Sierra Club: Guardians Of The Environment.

On June 3, 2013, Democratic Perspective hosted the leadership of Sierra Club’s Grand Canyon Chapter including Executive Director Sandy Bahr, Conservation Chair of the Sedona-Verde Valley Group, Brian Myers, and Carole Piszczek, Sedona-Verde Valley Group Secretary.

We began by asking about the history and mission of the Sierra Club. Bahr said, “The organization began around 100 years ago because the Sierra Club’s founder, John Muir, felt that people should get out to see the natural world. The Sierra Club also does a lot of advocacy at the Arizona legislature on behalf of parks, wildlife, water and other aspects of our environment. There is a grassroots presence, as well. We rely on volunteers. Volunteers are the leaders. There are 12,000 members in Arizona.”

Referring to the legislature, Bahr said, “The last three sessions have been the most challenging we’ve seen.” She mentioned the anti-UN bill which would ban any city or county from implementing any of the recommendations of Agenda 21, the non-binding UN initiative for a sustainable planet. When asked why the legislature would be opposed to sustainability, Bahr said, “I don’t really understand it. But there has always been concern on the right about the UN.”

Bahr said the political right is concerned about the creation of bike paths and reducing energy consumption for homes. This is particularly puzzling since, according to Bahr, “The foreclosure rate on energy efficient homes is much lower.”

As for her activities as a legislative lobbyist, Bahr said, “I usually try to get a meeting. If they won’t meet with me, I try to buttonhole them. I also testify in legislative hearings.”
Bahr stated that the Arizona Legislature has changed over the past few years. “There used to be bi-partisan support for the environment,” said Bahr. “Back in the early nineties, there was an ALEC (American Legislative Exchange Council) bill that protected companies that polluted by offering secret audits and immunity,” she continued. “Former Governor Fife Symington (a Republican) vetoed it. But last year, it got through and (Governor) Brewer signed it.”

As for the legislative representation for the Verde Valley (LD-6), Bahr described them as closed-minded. “Some make a show of listening to you, but still do what they want,” she said. Asked if it’s still worth talking with the legislature, Bahr responded, “Yes. We can sometimes stop or change bills. But the Arizona legislature has passed bills that say Arizona would not enforce federal bills.”
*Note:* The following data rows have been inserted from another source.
//! Embedding pipeline: translate, embed, normalize, persist.
//!
//! The pending set (movies with a description and no embedding row) is
//! re-read from scratch on every run, so a per-item failure needs no
//! bookkeeping — the item is simply still pending next time. The fan-out to
//! the model service is the one concurrent part of the system, gated by a
//! counting semaphore.

use std::sync::Arc;

use tokio::sync::Semaphore;
use tracing::{error, info};

use crate::db::Store;
use crate::error::{AppError, AppResult};
use crate::services::providers::LanguageModel;

/// Descriptions are normalized to one language before embedding so queries
/// and corpus share an embedding space.
pub const TRANSLATION_PROMPT: &str = "Translate the following text into English:";

/// Scale a vector to unit L2 norm. Zero vectors pass through unchanged.
pub fn normalize(mut embedding: Vec<f32>) -> Vec<f32> {
    let norm = embedding.iter().map(|x| x * x).sum::<f32>().sqrt();
    if norm > 0.0 {
        for x in &mut embedding {
            *x /= norm;
        }
    }
    embedding
}

pub struct EmbeddingPipeline {
    model: Arc<dyn LanguageModel>,
    store: Store,
    max_concurrent: usize,
}

impl EmbeddingPipeline {
    pub fn new(model: Arc<dyn LanguageModel>, store: Store, max_concurrent: usize) -> Self {
        Self {
            model,
            store,
            max_concurrent: max_concurrent.max(1),
        }
    }

    /// Translate and embed every pending movie, persisting successful
    /// vectors one-by-one after the concurrent phase. Returns how many
    /// embeddings were stored; failed items stay pending.
    pub async fn process_pending(&self) -> AppResult<usize> {
        let pending = self.store.call(|s| s.movies_without_embedding()).await?;
        if pending.is_empty() {
            info!("no movies pending embedding");
            return Ok(0);
        }
        info!(pending = pending.len(), "embedding pass started");

        let semaphore = Arc::new(Semaphore::new(self.max_concurrent));
        let mut tasks = Vec::with_capacity(pending.len());
        for movie in pending {
            let model = self.model.clone();
            let semaphore = semaphore.clone();
            tasks.push(tokio::spawn(async move {
                let _permit = semaphore
                    .acquire_owned()
                    .await
                    .map_err(|e| AppError::Internal(e.to_string()))?;
                let translation = model.chat(TRANSLATION_PROMPT, &movie.description).await?;
                let embedding = model.embed(&translation).await?;
                Ok::<(i64, Vec<f32>), AppError>((movie.id, normalize(embedding)))
            }));
        }

        let mut stored = 0;
        for task in futures::future::join_all(tasks).await {
            match task {
                Ok(Ok((movie_id, embedding))) => {
                    self.store
                        .call(move |s| s.add_embedding(movie_id, &embedding))
                        .await?;
                    stored += 1;
                }
                Ok(Err(e)) => {
                    error!(error = %e, "translate+embed failed, movie stays pending");
                }
                Err(e) => {
                    error!(error = %e, "embedding task join error");
                }
            }
        }

        info!(stored, "embedding pass complete");
        Ok(stored)
    }
}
Turning to Brian Myers, we asked about environmental issues affecting the Verde Valley. He mentioned protection of the Verde River and stopping land exchanges around Sedona. “After all, the main economic engine for the Verde Valley is tourism,” said Myers.

Bahr noted that the Sierra Club issued a report about the Verde River – “Going With The Flow” which can be viewed on the Sierra Club website. The report warns that the Verde River’s base flow could dry up with 10 years. It’s threatened even more by Prescott and the Prescott Valley’s plan to pump water from the Big Chino aquifer. Bahr and Myers noted that the river “can’t sustain the native fish population without continuous flow.”

Another hot button environmental issue in Arizona is the planned copper mining near the town of Superior, AZ. Rep. Ann Kirkpatrick (D) and Rep. Paul Gosar (R) have co-sponsored legislation to exchange federal land which the Apache consider sacred to Resolution Copper (Rio Tinto Mining) for mining. As for claims that the new mine will create many jobs, Bahr said, “Each time they come out with a new bill, they go up, up, up. Will there be jobs? Yes, there will be jobs. Will they be sustainable? We don’t think so.”

According the Bahr, the mine will destroy a picturesque area known as Oak Flat, which was first protected by President Eisenhower by executive order. It will also impact the ground water, since the mining company will have to “de-water” the mine. “It’s not a good deal for the American people,” said Bahr. “It’s just a rip-off.” As for what people can do to help, Bahr said, “The most important thing people can do is speak up.”